# [TASK TO COMPLETE]
Please repeat the lines below, exactly and only, from the one that holds "pub mod local;" through the one that holds "pub fn get_device()".

# [Stored items]
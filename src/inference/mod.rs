// Inference module - candidate generation, validation and the async facade

pub mod engine;
pub mod extractor;
pub mod validate;

pub use engine::InferenceEngine;
pub use extractor::Extractor;
pub use validate::{select_extraction, validate_candidate, ValidationOutcome};
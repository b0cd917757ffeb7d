// Async extraction facade
//
// Owns a checkpoint-loaded inference engine behind a tokio mutex and runs
// the candle forward passes on the blocking pool, so async callers never
// stall the runtime on model compute.

use anyhow::{Context, Result};
use candle_core::Device;
use std::path::Path;
use std::sync::Arc;
use tokio::sync::Mutex;

use crate::errors::ExtractError;
use crate::models::LocalBackbone;
use crate::schema::{Codec, Schema, TraitRecord};
use crate::training::{load_checkpoint_meta, CheckpointMeta};

use super::engine::InferenceEngine;

pub struct Extractor {
    engine: Arc<Mutex<InferenceEngine<LocalBackbone>>>,
    meta: CheckpointMeta,
}

impl Extractor {
    /// Load an extractor from a published checkpoint directory.
    ///
    /// The checkpoint must have been trained against the active schema
    /// version; decoding settings come from the checkpoint's own
    /// hyperparameters.
    pub fn load(checkpoint_dir: &Path, schema: Schema, device: Device) -> Result<Self> {
        let meta = load_checkpoint_meta(&checkpoint_dir.join("checkpoint.json"))
            .with_context(|| format!("Failed to load checkpoint {}", checkpoint_dir.display()))?;
        meta.check_schema(&schema.version)?;

        let backbone = LocalBackbone::load(checkpoint_dir, device)?;
        if meta.hyperparameters.max_seq_len > backbone.lm_config().max_seq_len {
            return Err(crate::errors::ConfigError::Invalid {
                key: "max_seq_len",
                reason: format!(
                    "checkpoint hyperparameters allow {} tokens but the model supports {}",
                    meta.hyperparameters.max_seq_len,
                    backbone.lm_config().max_seq_len
                ),
            }
            .into());
        }
        let engine = InferenceEngine::new(backbone, Codec::new(schema), &meta.hyperparameters);

        tracing::info!(
            checkpoint_id = %meta.id,
            epoch = meta.epoch,
            schema_version = %meta.schema_version,
            "Loaded extractor"
        );

        Ok(Self {
            engine: Arc::new(Mutex::new(engine)),
            meta,
        })
    }

    pub fn meta(&self) -> &CheckpointMeta {
        &self.meta
    }

    /// Extract trait records from one input text.
    pub async fn extract(&self, text: &str) -> Result<Vec<TraitRecord>, ExtractError> {
        let engine = Arc::clone(&self.engine);
        let text = text.to_string();

        tokio::task::spawn_blocking(move || {
            let mut engine = engine.blocking_lock();
            engine.extract(&text)
        })
        .await
        .map_err(|e| ExtractError::Backbone(format!("extraction task failed: {e}")))?
    }
}
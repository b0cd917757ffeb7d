// Trait schema: closed attribute vocabulary plus the linearization grammar
// Versioned alongside every checkpoint trained against it

pub mod codec;

use anyhow::{Context, Result};
use serde::{Deserialize, Serialize};
use std::collections::BTreeSet;
use std::path::Path;

pub use codec::{Codec, DecodeError, DroppedEntry, GrammarIssue, RawEntry};

/// One extracted fact: subject has attribute with value.
///
/// `span` is the byte range of the subject mention in the source text, when
/// known. Linearizations do not carry spans, so decoded records have none.
#[derive(Debug, Clone, PartialEq, Eq, Serialize, Deserialize)]
pub struct TraitRecord {
    pub subject: String,
    pub attribute: String,
    pub value: String,
    #[serde(default, skip_serializing_if = "Option::is_none")]
    pub span: Option<(usize, usize)>,
}

impl TraitRecord {
    pub fn new(
        subject: impl Into<String>,
        attribute: impl Into<String>,
        value: impl Into<String>,
    ) -> Self {
        Self {
            subject: subject.into(),
            attribute: attribute.into(),
            value: value.into(),
            span: None,
        }
    }

    pub fn with_span(mut self, start: usize, end: usize) -> Self {
        self.span = Some((start, end));
        self
    }
}

/// Attributes recognized by the built-in v1 schema. Mirrors the relation
/// vocabulary of the curated trait dataset.
const DEFAULT_ATTRIBUTES: &[&str] = &[
    "associated_with",
    "color",
    "expressed_in",
    "flowering_time",
    "has_trait",
    "height",
    "located_in",
    "regulates",
    "resistance",
    "yield",
];

pub const DEFAULT_SCHEMA_VERSION: &str = "t2t-schema-v1";

/// Closed set of recognized attributes. Immutable at inference time.
#[derive(Debug, Clone, PartialEq, Eq, Serialize, Deserialize)]
pub struct Schema {
    pub version: String,
    pub attributes: BTreeSet<String>,
}

impl Schema {
    /// Built-in default vocabulary.
    pub fn builtin() -> Self {
        Self {
            version: DEFAULT_SCHEMA_VERSION.to_string(),
            attributes: DEFAULT_ATTRIBUTES.iter().map(|s| s.to_string()).collect(),
        }
    }

    /// Load a schema definition from a JSON file:
    /// `{ "version": "...", "attributes": ["...", ...] }`
    pub fn from_file(path: &Path) -> Result<Self> {
        let contents = std::fs::read_to_string(path)
            .with_context(|| format!("Failed to read schema file {}", path.display()))?;
        let schema: Schema = serde_json::from_str(&contents)
            .with_context(|| format!("Failed to parse schema file {}", path.display()))?;
        if schema.attributes.is_empty() {
            anyhow::bail!("Schema {} declares no attributes", path.display());
        }
        Ok(schema)
    }

    pub fn contains(&self, attribute: &str) -> bool {
        self.attributes.contains(attribute)
    }
}

impl Default for Schema {
    fn default() -> Self {
        Self::builtin()
    }
}

#[cfg(test)]
mod tests {
    use super::*;

    #[test]
    fn test_builtin_schema_has_closed_vocabulary() {
        let schema = Schema::builtin();
        assert!(schema.contains("height"));
        assert!(schema.contains("associated_with"));
        assert!(!schema.contains("definitely_not_an_attribute"));
    }

    #[test]
    fn test_schema_file_round_trip() {
        let dir = tempfile::tempdir().unwrap();
        let path = dir.path().join("schema.json");
        let schema = Schema::builtin();
        std::fs::write(&path, serde_json::to_string_pretty(&schema).unwrap()).unwrap();

        let loaded = Schema::from_file(&path).unwrap();
        assert_eq!(loaded, schema);
    }

    #[test]
    fn test_empty_schema_rejected() {
        let dir = tempfile::tempdir().unwrap();
        let path = dir.path().join("schema.json");
        std::fs::write(&path, r#"{"version": "v0", "attributes": []}"#).unwrap();
        assert!(Schema::from_file(&path).is_err());
    }
}
// Backbone models
// The opaque generative capability behind the extraction pipeline

pub mod backbone;
pub mod local;
pub mod trait_lm;

pub use backbone::{Backbone, Candidate, DecodeConfig, TokenCounter};
pub use local::LocalBackbone;
pub use trait_lm::{LmConfig, TraitLm};

use anyhow::Result;
use candle_core::Device;

/// Pick the best available compute device.
pub fn get_device() -> Result<Device> {
    Ok(Device::cuda_if_available(0)?)
}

# [YOUR SOLUTION]
pub mod local;
pub mod trait_lm;

pub use backbone::{Backbone, Candidate, DecodeConfig, TokenCounter};
pub use local::LocalBackbone;
pub use trait_lm::{LmConfig, TraitLm};

use anyhow::Result;
use candle_core::Device;

/// Pick the best available compute device.
pub fn get_device() -> Result<Device> {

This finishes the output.